» WHAT YOU NEED TO DO
Please list all lines of the material below in which the string "collect" occurs.
┌──
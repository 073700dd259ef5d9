//! Parsing of the client `Authorization: Signature ...` header.
//!
//! ```text
//! Authorization: Signature keyId="/alice/keys/aa:bb:...",algorithm="rsa-sha256",
//!                headers="(request-target) date",signature="<base64>"
//! ```
//!
//! Parameter order is free. A missing `headers` parameter means `date`.
//! Parsing either produces a complete [`Authorization`] or fails.

use std::fmt;

use base64::Engine;
use base64::engine::general_purpose::STANDARD as BASE64;
use http::HeaderMap;

use crate::algorithm::Algorithm;
use crate::challenge::DEFAULT_HEADERS;
use crate::error::AuthError;

const SCHEME: &str = "Signature";

/// Client-supplied description of how a request was signed.
#[derive(Debug, Clone, PartialEq, Eq)]
pub struct Authorization {
    key_id: String,
    algorithm: Algorithm,
    headers: Vec<String>,
    signature: Vec<u8>,
}

impl Authorization {
    /// Create an authorization. Header names are lower-cased.
    pub fn new<I, S>(key_id: impl Into<String>, algorithm: Algorithm, headers: I, signature: Vec<u8>) -> Self
    where
        I: IntoIterator<Item = S>,
        S: AsRef<str>,
    {
        Self {
            key_id: key_id.into(),
            algorithm,
            headers: headers
                .into_iter()
                .map(|h| h.as_ref().to_ascii_lowercase())
                .collect(),
            signature,
        }
    }

    /// The claimed key identifier.
    #[must_use]
    pub fn key_id(&self) -> &str {
        &self.key_id
    }

    /// The claimed algorithm.
    #[must_use]
    pub fn algorithm(&self) -> Algorithm {
        self.algorithm
    }

    /// Signed header names, in signing order.
    #[must_use]
    pub fn headers(&self) -> &[String] {
        &self.headers
    }

    /// Raw signature bytes.
    #[must_use]
    pub fn signature(&self) -> &[u8] {
        &self.signature
    }

    /// Whether `name` is among the signed headers.
    #[must_use]
    pub fn covers(&self, name: &str) -> bool {
        self.headers.iter().any(|h| h.eq_ignore_ascii_case(name))
    }

    /// Extract and parse the `Authorization` header of a request.
    ///
    /// # Errors
    /// Returns [`AuthError::MissingAuthHeader`] if the header is absent,
    /// otherwise the errors of [`Authorization::parse`].
    pub fn from_headers(headers: &HeaderMap) -> Result<Self, AuthError> {
        let value = headers
            .get(http::header::AUTHORIZATION)
            .ok_or(AuthError::MissingAuthHeader)?
            .to_str()
            .map_err(|_| AuthError::InvalidAuthHeader)?;
        Self::parse(value)
    }

    /// Parse a `Signature ...` header value.
    ///
    /// # Errors
    /// - [`AuthError::InvalidAuthHeader`] for a wrong scheme, malformed or
    ///   duplicate parameters, a missing required parameter, or an empty
    ///   `headers` list
    /// - [`AuthError::UnsupportedAlgorithm`] for an unknown algorithm
    /// - [`AuthError::InvalidSignatureEncoding`] for bad base64
    pub fn parse(value: &str) -> Result<Self, AuthError> {
        let params = parse_signature_params(value)?;

        let key_id = required_param(&params, "keyId")?;
        let algorithm: Algorithm = required_param(&params, "algorithm")?.parse()?;
        let encoded = required_param(&params, "signature")?;

        let headers: Vec<&str> = match params.iter().find(|(name, _)| *name == "headers") {
            Some((_, raw)) => raw.split_whitespace().collect(),
            None => DEFAULT_HEADERS.to_vec(),
        };
        if headers.is_empty() {
            return Err(AuthError::InvalidAuthHeader);
        }

        let signature = BASE64
            .decode(encoded)
            .map_err(|_| AuthError::InvalidSignatureEncoding)?;
        if signature.is_empty() {
            return Err(AuthError::InvalidSignatureEncoding);
        }

        Ok(Self::new(key_id, algorithm, headers, signature))
    }

    /// Render as an `Authorization` header value.
    #[must_use]
    pub fn to_header_value(&self) -> String {
        format!(
            "{SCHEME} keyId=\"{}\",algorithm=\"{}\",headers=\"{}\",signature=\"{}\"",
            self.key_id,
            self.algorithm,
            self.headers.join(" "),
            BASE64.encode(&self.signature)
        )
    }
}

impl fmt::Display for Authorization {
    fn fmt(&self, f: &mut fmt::Formatter<'_>) -> fmt::Result {
        f.write_str(&self.to_header_value())
    }
}

/// Split `Signature name="value",name="value"` into its parameters.
///
/// Parameter names are case-sensitive. Values must be quoted and may not
/// contain `"`. Duplicates are rejected.
pub(crate) fn parse_signature_params(value: &str) -> Result<Vec<(&str, &str)>, AuthError> {
    let (scheme, mut rest) = value
        .trim()
        .split_once(char::is_whitespace)
        .ok_or(AuthError::InvalidAuthHeader)?;
    if !scheme.eq_ignore_ascii_case(SCHEME) {
        return Err(AuthError::InvalidAuthHeader);
    }

    let mut params: Vec<(&str, &str)> = Vec::new();
    rest = rest.trim();
    while !rest.is_empty() {
        let (name, after) = rest.split_once('=').ok_or(AuthError::InvalidAuthHeader)?;
        let name = name.trim();
        if name.is_empty() || name.contains(|c: char| c.is_whitespace() || c == ',' || c == '"') {
            return Err(AuthError::InvalidAuthHeader);
        }
        let quoted = after
            .trim_start()
            .strip_prefix('"')
            .ok_or(AuthError::InvalidAuthHeader)?;
        let (param_value, after) = quoted.split_once('"').ok_or(AuthError::InvalidAuthHeader)?;
        if params.iter().any(|(existing, _)| *existing == name) {
            return Err(AuthError::InvalidAuthHeader);
        }
        params.push((name, param_value));

        let after = after.trim_start();
        rest = match after.strip_prefix(',') {
            Some(next) => next.trim_start(),
            None if after.is_empty() => after,
            None => return Err(AuthError::InvalidAuthHeader),
        };
    }

    if params.is_empty() {
        return Err(AuthError::InvalidAuthHeader);
    }
    Ok(params)
}

pub(crate) fn required_param<'a>(params: &[(&str, &'a str)], name: &str) -> Result<&'a str, AuthError> {
    params
        .iter()
        .find(|(n, _)| *n == name)
        .map(|(_, v)| *v)
        .ok_or(AuthError::InvalidAuthHeader)
}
└──
» ANSWER BOX
                .collect(),
            Some((_, raw)) => raw.split_whitespace().collect(),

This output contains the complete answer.